Per uscire, bisogna rischiare, dice la poesia: guardare (regarder - uscire dalle proprie difese- gardes ), misurare ... Ma per il neonato è un modo di scoprire, di far apparire l'universo. Il mondo è ancora inconcepibile per intero in quanto tale, quindi indefinito ed illimitato finché egli arriva a concepire tali limiti. Sono stato sempre colpito dall'etimologia del termine <<simbolo>> in cui l'accento è stato sempre messo sul <<mettere insieme>> sum in sumbolom, piuttosto che lanciarsi ( ballo ), nascere al mondo per integrarsi all'esistenza.

La luce della coscienza sarebbe in grado di superare l'entrata della grotta? Di guardare, percepire soggettivamente la propria realtà interiore? I limiti tra conscio e inconscio sono così netti?

Foto: Leibniz

A proposito delle Impressioni oscure della coscienza (Leibniz), si tratta di una <<illuminazione>> fantasmatica, un certo grado di coscienza che può condurre il prigioniero alla luce del giorno ed all'aperto: das Offen. Per Maurice Blondel, il Vinculum substantiale5 di Leibniz deve servire da legame  alle monadidi cui sono composti i corpi. Vinculum diviene un'espressione adeguata per parlare del legame tra una natura ed un'altra, un corpo ed un altro, una presenza ed un'altra. La monade: Monas è una parola greca che significa unità ossia ciò che è uno. Le monadi secondo Leibniz non hanno finestre attraverso cui qualcosa vi possa entrare o uscire. In questo caso, qual è il vinculum tra le monadi? Forse che la monade è una cellula con la sua membrana con cui il contatto avverrà per osmosi?

 

 
   
 

 

 
   
   
 

 

 

 

 

   
 

 

 

 

 

 

 

 

 

 

 

 

 

 

 

 

 

 
 
 
 
 
 
 
 
 

 

 

 

 

 
 
 
 
 
 
 
Note:
 


1) R. Mondolfo, "La comprensione del soggetto umano nell'antichità classica", Firenze, La Nuova Italia, 1958.

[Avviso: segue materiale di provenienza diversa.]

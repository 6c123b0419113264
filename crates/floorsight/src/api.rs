//! JSON request and response contracts for the visibility and heatmap queries.
//!
//! Requests carry the raw polygon collection (`obstacles[0]` is the boundary). Responses are
//! tagged by `status`: `"success"` with a `data` payload, or `"error"` with a `message` and the
//! stable error `kind`.
use serde::{Deserialize, Serialize};

use crate::cancel::CancelToken;
use crate::error::{Error, Result};
use crate::floorplan::FloorPlan;
use crate::geometry::{Point, Polygon};
use crate::heatmap::{compute_heatmap, AggregationPolicy, HeatmapConfig, HeatmapStats};
use crate::isovist::visibility_polygon;
use crate::sensitivity::{Feature, FeatureTable, FrequencyComponent};

#[derive(Clone, Copy, Debug, PartialEq, Serialize, Deserialize)]
pub struct PointJson {
    pub x: f64,
    pub y: f64,
}

impl From<PointJson> for Point {
    fn from(p: PointJson) -> Self {
        Point::new(p.x, p.y)
    }
}

impl From<Point> for PointJson {
    fn from(p: Point) -> Self {
        PointJson { x: p.x, y: p.y }
    }
}

#[derive(Clone, Debug, PartialEq, Serialize, Deserialize)]
pub struct PolygonJson {
    pub points: Vec<[f64; 2]>,
}

impl From<&PolygonJson> for Polygon {
    fn from(p: &PolygonJson) -> Self {
        Polygon::from_xy(&p.points)
    }
}

/// Feature record as sent by clients. Omitted values take the [`Feature::new`] defaults and an
/// omitted position anchors the feature at its obstacle's centroid.
#[derive(Clone, Debug, Default, PartialEq, Serialize, Deserialize)]
#[serde(rename_all = "camelCase")]
pub struct FeatureJson {
    pub obstacle_index: usize,
    #[serde(default, skip_serializing_if = "Option::is_none")]
    pub position: Option<PointJson>,
    #[serde(default, skip_serializing_if = "Option::is_none")]
    pub size: Option<f64>,
    #[serde(default, skip_serializing_if = "Option::is_none")]
    pub visibility_value: Option<f64>,
    #[serde(default, skip_serializing_if = "Option::is_none")]
    pub detail_visibility_value: Option<f64>,
    #[serde(default, skip_serializing_if = "Option::is_none")]
    pub feature1_contrast: Option<f64>,
    #[serde(default, skip_serializing_if = "Option::is_none")]
    pub feature1_spatial_freq: Option<f64>,
    #[serde(default, skip_serializing_if = "Option::is_none")]
    pub feature2_contrast: Option<f64>,
    #[serde(default, skip_serializing_if = "Option::is_none")]
    pub feature2_spatial_freq: Option<f64>,
}

impl FeatureJson {
    /// Resolve against `plan`, filling defaults.
    pub fn to_feature(&self, plan: &FloorPlan) -> Result<Feature> {
        let mut feature = Feature::anchored_to(plan, self.obstacle_index)?;
        if let Some(position) = self.position {
            feature.position = position.into();
        }
        let [first, second] = feature.components;
        feature.size = self.size.unwrap_or(feature.size);
        feature.visibility_value = self.visibility_value.unwrap_or(feature.visibility_value);
        feature.detail_visibility_value = self
            .detail_visibility_value
            .unwrap_or(feature.detail_visibility_value);
        feature.components = [
            FrequencyComponent::new(
                self.feature1_contrast.unwrap_or(first.contrast),
                self.feature1_spatial_freq.unwrap_or(first.spatial_freq),
            ),
            FrequencyComponent::new(
                self.feature2_contrast.unwrap_or(second.contrast),
                self.feature2_spatial_freq.unwrap_or(second.spatial_freq),
            ),
        ];
        feature.validate()?;
        Ok(feature)
    }
}

#[derive(Clone, Debug, PartialEq, Serialize, Deserialize)]
pub struct VisibilityRequest {
    pub viewpoint: PointJson,
    pub obstacles: Vec<PolygonJson>,
}

#[derive(Clone, Debug, PartialEq, Serialize, Deserialize)]
#[serde(rename_all = "camelCase")]
pub struct VisibilityData {
    pub visibility_polygon: Vec<[f64; 2]>,
    pub area: f64,
    pub perimeter: f64,
    pub mean_radial_distance: f64,
}

#[derive(Clone, Debug, PartialEq, Serialize, Deserialize)]
#[serde(rename_all = "camelCase")]
pub struct HeatmapRequest {
    pub obstacles: Vec<PolygonJson>,
    pub spacing: f64,
    #[serde(default)]
    pub features: Vec<FeatureJson>,
    #[serde(default)]
    pub aggregation: AggregationPolicy,
}

#[derive(Clone, Debug, PartialEq, Serialize, Deserialize)]
#[serde(rename_all = "camelCase")]
pub struct HeatmapData {
    pub origin: PointJson,
    pub spacing: f64,
    pub cols: usize,
    pub rows: usize,
    /// Row-major scores, row 0 at minimum y; `null` for invalid or unsampled cells.
    pub scores: Vec<Vec<Option<f64>>>,
    pub stats: HeatmapStats,
}

/// Response envelope shared by all queries.
#[derive(Clone, Debug, PartialEq, Serialize, Deserialize)]
#[serde(tag = "status", rename_all = "lowercase")]
pub enum ApiResponse<T> {
    Success { data: T },
    Error { message: String, kind: String },
}

impl<T> From<Result<T>> for ApiResponse<T> {
    fn from(result: Result<T>) -> Self {
        match result {
            Ok(data) => ApiResponse::Success { data },
            Err(err) => ApiResponse::Error {
                message: err.to_string(),
                kind: err.kind().as_str().to_string(),
            },
        }
    }
}

fn build_plan(obstacles: &[PolygonJson]) -> Result<FloorPlan> {
    FloorPlan::from_polygons(obstacles.iter().map(Polygon::from).collect())
}

pub fn visibility_query(request: &VisibilityRequest) -> Result<VisibilityData> {
    let plan = build_plan(&request.obstacles)?;
    let isovist = visibility_polygon(&plan, request.viewpoint.into())?;
    Ok(VisibilityData {
        visibility_polygon: isovist.vertices().iter().map(|p| [p.x, p.y]).collect(),
        area: isovist.area(),
        perimeter: isovist.perimeter(),
        mean_radial_distance: isovist.mean_radial_distance(),
    })
}

pub fn heatmap_query(request: &HeatmapRequest, cancel: &CancelToken) -> Result<HeatmapData> {
    let plan = build_plan(&request.obstacles)?;
    let mut features = FeatureTable::new();
    for record in &request.features {
        if features.contains(record.obstacle_index) {
            return Err(Error::InvalidFeature(format!(
                "obstacle {} has more than one feature",
                record.obstacle_index
            )));
        }
        features.insert(record.to_feature(&plan)?)?;
    }

    let config = HeatmapConfig::new(request.spacing).with_aggregation(request.aggregation);
    let grid = compute_heatmap(&plan, &features, &config, cancel)?;
    Ok(HeatmapData {
        origin: grid.origin().into(),
        spacing: grid.spacing(),
        cols: grid.cols(),
        rows: grid.rows(),
        scores: grid.to_nested(),
        stats: grid.stats(),
    })
}

/// Decode a visibility request, run it and encode the response.
///
/// Query failures, including malformed input, become `"error"` responses. Only a failure to
/// encode the response itself is returned as `Err`.
pub fn handle_visibility_json(body: &str) -> Result<String> {
    let result = serde_json::from_str::<VisibilityRequest>(body)
        .map_err(Error::from)
        .and_then(|request| visibility_query(&request));
    Ok(serde_json::to_string(&ApiResponse::from(result))?)
}

/// Decode a heatmap request, run it and encode the response.
pub fn handle_heatmap_json(body: &str, cancel: &CancelToken) -> Result<String> {
    let result = serde_json::from_str::<HeatmapRequest>(body)
        .map_err(Error::from)
        .and_then(|request| heatmap_query(&request, cancel));
    Ok(serde_json::to_string(&ApiResponse::from(result))?)
}

#[cfg(test)]
mod tests {
    use serde_json::{json, Value};

    use super::*;

    fn square(min: f64, max: f64) -> Value {
        json!({ "points": [[min, min], [max, min], [max, max], [min, max]] })
    }

    fn call_visibility(request: Value) -> Value {
        let body = handle_visibility_json(&request.to_string()).expect("encodable");
        serde_json::from_str(&body).expect("valid json")
    }

    fn call_heatmap(request: Value) -> Value {
        let body = handle_heatmap_json(&request.to_string(), &CancelToken::new()).expect("encodable");
        serde_json::from_str(&body).expect("valid json")
    }

    #[test]
    fn empty_room_returns_the_boundary() {
        let response = call_visibility(json!({
            "viewpoint": { "x": 50.0, "y": 50.0 },
            "obstacles": [square(0.0, 100.0)],
        }));
        assert_eq!(response["status"], "success");
        let data = &response["data"];
        assert_eq!(data["visibilityPolygon"].as_array().map(Vec::len), Some(4));
        assert!((data["area"].as_f64().unwrap_or_default() - 10_000.0).abs() < 1e-6);
        assert!((data["perimeter"].as_f64().unwrap_or_default() - 400.0).abs() < 1e-6);
        assert!(data["meanRadialDistance"].as_f64().is_some());
    }

    #[test]
    fn obstacle_shrinks_the_visible_area() {
        let response = call_visibility(json!({
            "viewpoint": { "x": 50.0, "y": 10.0 },
            "obstacles": [square(0.0, 100.0), square(40.0, 60.0)],
        }));
        assert_eq!(response["status"], "success");
        let area = response["data"]["area"].as_f64().unwrap_or(f64::MAX);
        assert!(area < 10_000.0);
    }

    #[test]
    fn failures_carry_kind_and_message() {
        let inside = call_visibility(json!({
            "viewpoint": { "x": 50.0, "y": 50.0 },
            "obstacles": [square(0.0, 100.0), square(40.0, 60.0)],
        }));
        assert_eq!(inside["status"], "error");
        assert_eq!(inside["kind"], "ViewpointInsideObstacle");
        assert!(inside["message"].as_str().is_some_and(|m| m.contains("obstacle 1")));

        let empty = call_visibility(json!({
            "viewpoint": { "x": 1.0, "y": 1.0 },
            "obstacles": [],
        }));
        assert_eq!(empty["kind"], "EmptyObstacleSet");

        let degenerate = call_visibility(json!({
            "viewpoint": { "x": 1.0, "y": 1.0 },
            "obstacles": [{ "points": [[0.0, 0.0], [1.0, 1.0]] }],
        }));
        assert_eq!(degenerate["kind"], "InvalidGeometry");

        let body = handle_visibility_json("{ not json").expect("encodable");
        let malformed: Value = serde_json::from_str(&body).expect("valid json");
        assert_eq!(malformed["status"], "error");
        assert_eq!(malformed["kind"], "Json");
    }

    #[test]
    fn response_envelope_round_trips() {
        let ok: ApiResponse<u32> = Ok(3).into();
        let text = serde_json::to_string(&ok).expect("encode");
        assert_eq!(text, r#"{"status":"success","data":3}"#);

        let err: ApiResponse<u32> = Err(Error::EmptyObstacleSet).into();
        let back: ApiResponse<u32> =
            serde_json::from_str(&serde_json::to_string(&err).expect("encode")).expect("decode");
        assert_eq!(back, err);
    }

    #[test]
    fn heatmap_reports_grid_metadata_and_nulls() {
        let response = call_heatmap(json!({
            "obstacles": [square(0.0, 100.0), square(40.0, 60.0)],
            "spacing": 10.0,
            "features": [{
                "obstacleIndex": 1,
                "size": 2.0,
                "visibilityValue": 0.8,
                "detailVisibilityValue": 0.3,
                "feature1Contrast": 0.9,
                "feature1SpatialFreq": 0.05,
                "feature2Contrast": 0.4,
                "feature2SpatialFreq": 1.5
            }],
        }));
        assert_eq!(response["status"], "success");
        let data = &response["data"];
        assert_eq!(data["cols"], 10);
        assert_eq!(data["rows"], 10);
        assert_eq!(data["spacing"], 10.0);
        assert_eq!(data["origin"], json!({ "x": 0.0, "y": 0.0 }));
        assert!(data["scores"][4][4].is_null());
        assert!(data["scores"][5][5].is_null());
        let score = data["scores"][1][5].as_f64().unwrap_or(-1.0);
        assert!(score > 0.0 && score <= 0.8);
        assert_eq!(data["stats"]["invalid"], 4);
        assert_eq!(data["stats"]["cancelled"], false);
    }

    #[test]
    fn positioned_feature_is_hidden_by_its_own_obstacle() {
        let response = call_heatmap(json!({
            "obstacles": [square(0.0, 100.0), square(40.0, 60.0)],
            "spacing": 10.0,
            "features": [{ "obstacleIndex": 1, "position": { "x": 50.0, "y": 62.0 } }],
        }));
        assert_eq!(response["status"], "success");
        let scores = &response["data"]["scores"];
        assert_eq!(scores[1][5].as_f64(), Some(0.0));
        assert!(scores[9][5].as_f64().is_some_and(|s| s > 0.0));
    }

    #[test]
    fn heatmap_rejects_bad_features() {
        let duplicate = call_heatmap(json!({
            "obstacles": [square(0.0, 100.0), square(40.0, 60.0)],
            "spacing": 10.0,
            "features": [{ "obstacleIndex": 1 }, { "obstacleIndex": 1 }],
        }));
        assert_eq!(duplicate["kind"], "InvalidFeature");

        let unknown = call_heatmap(json!({
            "obstacles": [square(0.0, 100.0)],
            "spacing": 10.0,
            "features": [{ "obstacleIndex": 3 }],
        }));
        assert_eq!(unknown["kind"], "UnknownObstacle");

        let out_of_range = call_heatmap(json!({
            "obstacles": [square(0.0, 100.0), square(40.0, 60.0)],
            "spacing": 10.0,
            "features": [{ "obstacleIndex": 1, "visibilityValue": 1.5 }],
        }));
        assert_eq!(out_of_range["kind"], "InvalidFeature");

        let bad_spacing = call_heatmap(json!({
            "obstacles": [square(0.0, 100.0)],
            "spacing": 0.0,
        }));
        assert_eq!(bad_spacing["kind"], "InvalidConfig");
    }

    #[test]
    fn feature_defaults_fill_missing_values() {
        let plan = FloorPlan::build(
            Polygon::from_xy(&[[0.0, 0.0], [100.0, 0.0], [100.0, 100.0], [0.0, 100.0]]),
            vec![Polygon::from_xy(&[[40.0, 40.0], [60.0, 40.0], [60.0, 60.0], [40.0, 60.0]])],
        )
        .expect("plan");
        let record = FeatureJson {
            obstacle_index: 1,
            feature2_contrast: Some(0.1),
            ..Default::default()
        };
        let feature = record.to_feature(&plan).expect("feature");
        let defaults = Feature::new(1, Point::new(50.0, 50.0));
        assert!((feature.position - defaults.position).length() < 1e-9);
        assert_eq!(feature.components[0], defaults.components[0]);
        assert_eq!(feature.components[1].contrast, 0.1);
        assert_eq!(feature.visibility_value, defaults.visibility_value);

        let moved = FeatureJson {
            obstacle_index: 1,
            position: Some(PointJson { x: 1.0, y: 2.0 }),
            ..Default::default()
        };
        assert_eq!(moved.to_feature(&plan).expect("feature").position, Point::new(1.0, 2.0));
    }

    #[test]
    fn aggregation_name_is_accepted() {
        let request: HeatmapRequest = serde_json::from_value(json!({
            "obstacles": [square(0.0, 100.0)],
            "spacing": 25.0,
            "aggregation": "probabilisticUnion",
        }))
        .expect("decode");
        assert_eq!(request.aggregation, AggregationPolicy::ProbabilisticUnion);
        assert!(request.features.is_empty());
    }
}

2) Comunicazione personale in occasione del suo 98° compleanno a Buenos Aires.

3) F. MacDonald Cornford, "The Republic of Plato", Oxford, Clarendon Press, 1955.

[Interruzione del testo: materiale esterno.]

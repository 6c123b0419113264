//! Sutherland–Hodgman clipping against convex polygons.
use super::{circle_polygon, Point, Polygon};

/// Clip `subject` against a convex `clip` polygon of either winding.
///
/// The subject may be concave; the result is empty when the polygons do not overlap.
pub fn clip_polygon_by_convex(subject: &[Point], clip: &[Point]) -> Vec<Point> {
    if subject.len() < 3 || clip.len() < 3 {
        return Vec::new();
    }
    let orientation = Polygon::new(clip.to_vec()).signed_area().signum();
    if orientation == 0.0 {
        return Vec::new();
    }

    let mut output = subject.to_vec();
    for i in 0..clip.len() {
        if output.is_empty() {
            break;
        }
        let c0 = clip[i];
        let c1 = clip[(i + 1) % clip.len()];
        let edge = c1 - c0;
        let side = |p: Point| edge.perp_dot(p - c0) * orientation;

        let input = std::mem::take(&mut output);
        let mut prev = input[input.len() - 1];
        let mut prev_side = side(prev);
        for &cur in &input {
            let cur_side = side(cur);
            if cur_side >= 0.0 {
                if prev_side < 0.0 {
                    output.push(crossing(prev, cur, prev_side, cur_side));
                }
                output.push(cur);
            } else if prev_side >= 0.0 {
                output.push(crossing(prev, cur, prev_side, cur_side));
            }
            prev = cur;
            prev_side = cur_side;
        }
    }
    output
}

/// Intersection of a polygon with a circle approximated by `segments` vertices.
pub fn clip_to_circle(subject: &[Point], center: Point, radius: f64, segments: usize) -> Vec<Point> {
    if !(radius > 0.0) {
        return Vec::new();
    }
    let circle = circle_polygon(center, radius, segments);
    clip_polygon_by_convex(subject, &circle.vertices)
}

fn crossing(p: Point, q: Point, p_side: f64, q_side: f64) -> Point {
    let t = p_side / (p_side - q_side);
    p + (q - p) * t
}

4) R. M. Rilke, <<Huitième élégie>>, Elégie du Duine, trad. di F.-R. Daillie, Orphée. Nell'originale: <<Mit allen Augen sieht die Kreatur das Offene. Nur unsre Augen sind wie umgekehrt und ganz um sie gestellt als Fallen, rings um ihren freien Ausgang>>

5) A. Boehm, "Le <<Vinculum substantiale>> chez Leibniz", Paris, Librairie Vrin, 1962.

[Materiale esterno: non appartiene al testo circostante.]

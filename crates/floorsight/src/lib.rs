#![forbid(unsafe_code)]
//! floorsight: isovists and feature detectability heatmaps for 2D floor plans.
//!
//! Modules:
//! - geometry: points, segments, polygons, intersection and clipping primitives
//! - floorplan: validated boundary plus obstacles, flattened into a segment list
//! - isovist: visibility polygon of a viewpoint by angular sweep
//! - sensitivity: features attached to obstacles and their detectability from a viewpoint
//! - heatmap: parallel sampling of aggregated detectability over the free space
//! - scene: editable state with versioned snapshots for concurrent computations
//! - api: JSON request/response contracts (feature `json`)
//!
//! For examples, see the `floorsight_examples` crate.
pub mod cancel;
pub mod error;
pub mod floorplan;
pub mod geometry;
pub mod heatmap;
pub mod isovist;
pub mod scene;
pub mod sensitivity;

#[cfg(feature = "json")]
pub mod api;

/// Convenient re-exports for common types. Import with `use floorsight::prelude::*;`.
pub mod prelude {
    pub use crate::cancel::CancelToken;
    pub use crate::error::{Error, ErrorKind, Result};
    pub use crate::floorplan::{FloorPlan, Location, BOUNDARY_INDEX};
    pub use crate::geometry::{Aabb, Point, Polygon, Segment};
    pub use crate::heatmap::{
        compute_heatmap, score_viewpoint, AggregationPolicy, CellScore, HeatmapConfig,
        HeatmapGrid, HeatmapStats,
    };
    pub use crate::isovist::{
        visibility_polygon, visibility_polygon_with, IsovistConfig, VisibilityPolygon,
    };
    pub use crate::scene::{Scene, Snapshot};
    pub use crate::sensitivity::{
        detectability, ContrastSensitivity, ExponentialFalloff, Feature, FeatureTable,
        FnSensitivity, FrequencyComponent, SensitivityModel, ViewContext,
    };
}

6) Monade è, nella filosofia di Leibniz, una sostanza semplice, attiva, indivisibile, il cui numero è infinito e di cui tutti gli esseri sono composti. Giordano Bruno utilizza il termine <<monade>> come espressione del minimo - entità indivisibile - elemento di ogni cosa ( un atomo spirituale secondo Leibniz).